**Work required:** The records shown below are to be repeated exactly and completely.
[[ Record set open ]]
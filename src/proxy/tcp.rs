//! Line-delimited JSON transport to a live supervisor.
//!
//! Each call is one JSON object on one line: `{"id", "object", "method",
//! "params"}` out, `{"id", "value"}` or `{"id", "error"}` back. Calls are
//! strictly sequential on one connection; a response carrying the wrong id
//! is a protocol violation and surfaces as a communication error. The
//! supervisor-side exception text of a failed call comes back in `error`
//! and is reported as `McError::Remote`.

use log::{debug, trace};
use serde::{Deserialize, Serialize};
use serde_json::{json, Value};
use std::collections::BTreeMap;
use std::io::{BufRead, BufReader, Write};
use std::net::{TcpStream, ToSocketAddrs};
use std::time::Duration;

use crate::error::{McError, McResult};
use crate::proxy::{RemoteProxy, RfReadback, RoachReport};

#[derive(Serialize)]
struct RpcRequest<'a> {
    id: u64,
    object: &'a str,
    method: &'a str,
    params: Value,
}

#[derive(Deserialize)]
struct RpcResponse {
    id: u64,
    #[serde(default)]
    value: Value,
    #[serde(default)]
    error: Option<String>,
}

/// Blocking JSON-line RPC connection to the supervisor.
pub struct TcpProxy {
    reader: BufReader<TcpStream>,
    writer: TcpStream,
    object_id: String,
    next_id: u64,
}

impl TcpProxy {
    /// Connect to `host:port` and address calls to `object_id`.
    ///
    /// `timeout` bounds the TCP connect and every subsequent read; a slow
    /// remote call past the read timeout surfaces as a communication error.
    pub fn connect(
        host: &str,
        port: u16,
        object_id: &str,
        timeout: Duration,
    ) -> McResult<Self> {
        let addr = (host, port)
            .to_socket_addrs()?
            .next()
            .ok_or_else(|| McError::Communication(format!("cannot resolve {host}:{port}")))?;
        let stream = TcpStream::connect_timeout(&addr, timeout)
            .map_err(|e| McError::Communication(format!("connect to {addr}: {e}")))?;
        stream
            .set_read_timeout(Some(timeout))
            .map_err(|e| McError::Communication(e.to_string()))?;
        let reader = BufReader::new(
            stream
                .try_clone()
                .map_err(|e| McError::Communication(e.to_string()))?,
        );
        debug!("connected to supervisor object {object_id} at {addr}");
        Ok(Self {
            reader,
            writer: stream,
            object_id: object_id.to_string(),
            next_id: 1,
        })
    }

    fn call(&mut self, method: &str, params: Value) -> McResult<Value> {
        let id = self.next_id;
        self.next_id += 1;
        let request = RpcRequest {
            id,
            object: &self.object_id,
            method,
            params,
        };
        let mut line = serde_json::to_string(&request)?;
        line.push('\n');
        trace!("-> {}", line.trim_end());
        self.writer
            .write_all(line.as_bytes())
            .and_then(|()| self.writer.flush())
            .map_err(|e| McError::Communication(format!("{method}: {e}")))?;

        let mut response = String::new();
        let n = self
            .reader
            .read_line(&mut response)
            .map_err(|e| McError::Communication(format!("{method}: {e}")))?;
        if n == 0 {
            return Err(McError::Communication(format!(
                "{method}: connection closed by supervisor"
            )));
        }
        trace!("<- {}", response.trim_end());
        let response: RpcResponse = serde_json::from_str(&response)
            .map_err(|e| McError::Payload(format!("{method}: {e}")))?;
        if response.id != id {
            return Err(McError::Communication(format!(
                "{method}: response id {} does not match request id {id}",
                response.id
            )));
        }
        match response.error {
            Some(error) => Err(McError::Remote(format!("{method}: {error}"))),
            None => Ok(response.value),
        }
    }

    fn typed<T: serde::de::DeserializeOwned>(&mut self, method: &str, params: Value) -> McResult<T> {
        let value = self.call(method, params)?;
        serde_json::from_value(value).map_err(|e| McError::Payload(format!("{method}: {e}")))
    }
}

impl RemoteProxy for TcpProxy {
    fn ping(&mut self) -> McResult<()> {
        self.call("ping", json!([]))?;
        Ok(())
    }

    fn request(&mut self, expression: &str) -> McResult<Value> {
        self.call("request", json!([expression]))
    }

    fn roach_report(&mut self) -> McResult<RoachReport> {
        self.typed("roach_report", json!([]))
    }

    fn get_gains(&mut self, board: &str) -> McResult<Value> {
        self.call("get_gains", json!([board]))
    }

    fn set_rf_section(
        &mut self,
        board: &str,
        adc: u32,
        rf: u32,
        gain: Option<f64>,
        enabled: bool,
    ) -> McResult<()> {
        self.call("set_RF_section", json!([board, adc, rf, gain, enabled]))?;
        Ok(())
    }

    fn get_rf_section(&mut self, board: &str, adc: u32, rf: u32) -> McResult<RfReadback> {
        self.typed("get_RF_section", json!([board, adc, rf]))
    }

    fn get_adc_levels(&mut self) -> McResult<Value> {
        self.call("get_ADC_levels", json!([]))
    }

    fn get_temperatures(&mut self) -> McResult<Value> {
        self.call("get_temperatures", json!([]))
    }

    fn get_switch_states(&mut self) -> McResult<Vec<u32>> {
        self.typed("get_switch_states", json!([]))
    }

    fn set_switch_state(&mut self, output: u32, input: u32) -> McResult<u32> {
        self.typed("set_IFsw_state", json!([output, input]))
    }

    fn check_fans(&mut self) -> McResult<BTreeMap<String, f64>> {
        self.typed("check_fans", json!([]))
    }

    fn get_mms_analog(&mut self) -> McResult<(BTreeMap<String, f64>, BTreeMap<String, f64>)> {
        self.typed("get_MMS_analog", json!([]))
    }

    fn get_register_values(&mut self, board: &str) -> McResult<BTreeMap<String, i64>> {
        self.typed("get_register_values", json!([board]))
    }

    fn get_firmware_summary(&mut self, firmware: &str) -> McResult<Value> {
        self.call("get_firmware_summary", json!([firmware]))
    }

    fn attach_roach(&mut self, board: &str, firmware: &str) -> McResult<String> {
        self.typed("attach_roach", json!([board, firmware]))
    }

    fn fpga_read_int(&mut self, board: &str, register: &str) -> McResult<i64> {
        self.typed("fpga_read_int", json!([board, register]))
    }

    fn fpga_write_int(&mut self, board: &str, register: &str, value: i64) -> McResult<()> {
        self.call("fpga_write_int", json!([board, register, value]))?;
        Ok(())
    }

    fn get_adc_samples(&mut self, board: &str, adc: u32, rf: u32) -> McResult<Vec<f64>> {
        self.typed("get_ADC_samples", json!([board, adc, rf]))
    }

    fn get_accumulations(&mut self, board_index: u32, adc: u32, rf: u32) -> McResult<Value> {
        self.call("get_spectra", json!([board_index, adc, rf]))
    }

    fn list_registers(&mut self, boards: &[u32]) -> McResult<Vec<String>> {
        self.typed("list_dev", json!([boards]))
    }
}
[[ Record set closed ]]
**Answer to the exercise:**
filename src/proxy/tcp.rs
//! Line-delimited JSON transport to a live supervisor.
//!
//! Each call is one JSON object on one line: `{"id", "object", "method",
//! "params"}` out, `{"id", "value"}` or `{"id", "error"}` back. Calls are
//! strictly sequential on one connection; a response carrying the wrong id
//! is a protocol violation and surfaces as a communication error. The
//! supervisor-side exception text of a failed call comes back in `error`
//! and is reported as `McError::Remote`.

use log::{debug, trace};
use serde::{Deserialize, Serialize};
use serde_json::{json, Value};
use std::collections::BTreeMap;
use std::io::{BufRead, BufReader, Write};
use std::net::{TcpStream, ToSocketAddrs};
use std::time::Duration;

use crate::error::{McError, McResult};
use crate::proxy::{RemoteProxy, RfReadback, RoachReport};

#[derive(Serialize)]
struct RpcRequest<'a> {
    id: u64,
    object: &'a str,
    method: &'a str,
    params: Value,
}

#[derive(Deserialize)]
struct RpcResponse {
    id: u64,
    #[serde(default)]
    value: Value,
    #[serde(default)]
    error: Option<String>,
}

/// Blocking JSON-line RPC connection to the supervisor.
pub struct TcpProxy {
    reader: BufReader<TcpStream>,
    writer: TcpStream,
    object_id: String,
    next_id: u64,
}

impl TcpProxy {
    /// Connect to `host:port` and address calls to `object_id`.
    ///
    /// `timeout` bounds the TCP connect and every subsequent read; a slow
    /// remote call past the read timeout surfaces as a communication error.
    pub fn connect(
        host: &str,
        port: u16,
        object_id: &str,
        timeout: Duration,
    ) -> McResult<Self> {
        let addr = (host, port)
            .to_socket_addrs()?
            .next()
            .ok_or_else(|| McError::Communication(format!("cannot resolve {host}:{port}")))?;
        let stream = TcpStream::connect_timeout(&addr, timeout)
            .map_err(|e| McError::Communication(format!("connect to {addr}: {e}")))?;
        stream
            .set_read_timeout(Some(timeout))
            .map_err(|e| McError::Communication(e.to_string()))?;
        let reader = BufReader::new(
            stream
                .try_clone()
                .map_err(|e| McError::Communication(e.to_string()))?,
        );
        debug!("connected to supervisor object {object_id} at {addr}");
        Ok(Self {
            reader,
            writer: stream,
            object_id: object_id.to_string(),
            next_id: 1,
        })
    }

    fn call(&mut self, method: &str, params: Value) -> McResult<Value> {
        let id = self.next_id;
        self.next_id += 1;
        let request = RpcRequest {
            id,
            object: &self.object_id,
            method,
            params,
        };
        let mut line = serde_json::to_string(&request)?;
        line.push('\n');
        trace!("-> {}", line.trim_end());
        self.writer
            .write_all(line.as_bytes())
            .and_then(|()| self.writer.flush())
            .map_err(|e| McError::Communication(format!("{method}: {e}")))?;

        let mut response = String::new();
        let n = self
            .reader
            .read_line(&mut response)
            .map_err(|e| McError::Communication(format!("{method}: {e}")))?;
        if n == 0 {
            return Err(McError::Communication(format!(
                "{method}: connection closed by supervisor"
            )));
        }
        trace!("<- {}", response.trim_end());
        let response: RpcResponse = serde_json::from_str(&response)
            .map_err(|e| McError::Payload(format!("{method}: {e}")))?;
        if response.id != id {
            return Err(McError::Communication(format!(
                "{method}: response id {} does not match request id {id}",
                response.id
            )));
        }
        match response.error {
            Some(error) => Err(McError::Remote(format!("{method}: {error}"))),
            None => Ok(response.value),
        }
    }

    fn typed<T: serde::de::DeserializeOwned>(&mut self, method: &str, params: Value) -> McResult<T> {
        let value = self.call(method, params)?;
        serde_json::from_value(value).map_err(|e| McError::Payload(format!("{method}: {e}")))
    }
}

impl RemoteProxy for TcpProxy {
    fn ping(&mut self) -> McResult<()> {
        self.call("ping", json!([]))?;
        Ok(())
    }

    fn request(&mut self, expression: &str) -> McResult<Value> {
        self.call("request", json!([expression]))
    }

    fn roach_report(&mut self) -> McResult<RoachReport> {
        self.typed("roach_report", json!([]))
    }

    fn get_gains(&mut self, board: &str) -> McResult<Value> {
        self.call("get_gains", json!([board]))
    }

    fn set_rf_section(
        &mut self,
        board: &str,
        adc: u32,
        rf: u32,
        gain: Option<f64>,
        enabled: bool,
    ) -> McResult<()> {
        self.call("set_RF_section", json!([board, adc, rf, gain, enabled]))?;
        Ok(())
    }

    fn get_rf_section(&mut self, board: &str, adc: u32, rf: u32) -> McResult<RfReadback> {
        self.typed("get_RF_section", json!([board, adc, rf]))
    }

    fn get_adc_levels(&mut self) -> McResult<Value> {
        self.call("get_ADC_levels", json!([]))
    }

    fn get_temperatures(&mut self) -> McResult<Value> {
        self.call("get_temperatures", json!([]))
    }

    fn get_switch_states(&mut self) -> McResult<Vec<u32>> {
        self.typed("get_switch_states", json!([]))
    }

    fn set_switch_state(&mut self, output: u32, input: u32) -> McResult<u32> {
        self.typed("set_IFsw_state", json!([output, input]))
    }

    fn check_fans(&mut self) -> McResult<BTreeMap<String, f64>> {
        self.typed("check_fans", json!([]))
    }

    fn get_mms_analog(&mut self) -> McResult<(BTreeMap<String, f64>, BTreeMap<String, f64>)> {
        self.typed("get_MMS_analog", json!([]))
    }

    fn get_register_values(&mut self, board: &str) -> McResult<BTreeMap<String, i64>> {
        self.typed("get_register_values", json!([board]))
    }

    fn get_firmware_summary(&mut self, firmware: &str) -> McResult<Value> {
        self.call("get_firmware_summary", json!([firmware]))
    }

    fn attach_roach(&mut self, board: &str, firmware: &str) -> McResult<String> {
        self.typed("attach_roach", json!([board, firmware]))
    }

    fn fpga_read_int(&mut self, board: &str, register: &str) -> McResult<i64> {
        self.typed("fpga_read_int", json!([board, register]))
    }

    fn fpga_write_int(&mut self, board: &str, register: &str, value: i64) -> McResult<()> {
        self.call("fpga_write_int", json!([board, register, value]))?;
        Ok(())
    }

    fn get_adc_samples(&mut self, board: &str, adc: u32, rf: u32) -> McResult<Vec<f64>> {
        self.typed("get_ADC_samples", json!([board, adc, rf]))
    }

    fn get_accumulations(&mut self, board_index: u32, adc: u32, rf: u32) -> McResult<Value> {
        self.call("get_spectra", json!([board_index, adc, rf]))
    }

    fn list_registers(&mut self, boards: &[u32]) -> McResult<Vec<String>> {
        self.typed("list_dev", json!([boards]))
    }
}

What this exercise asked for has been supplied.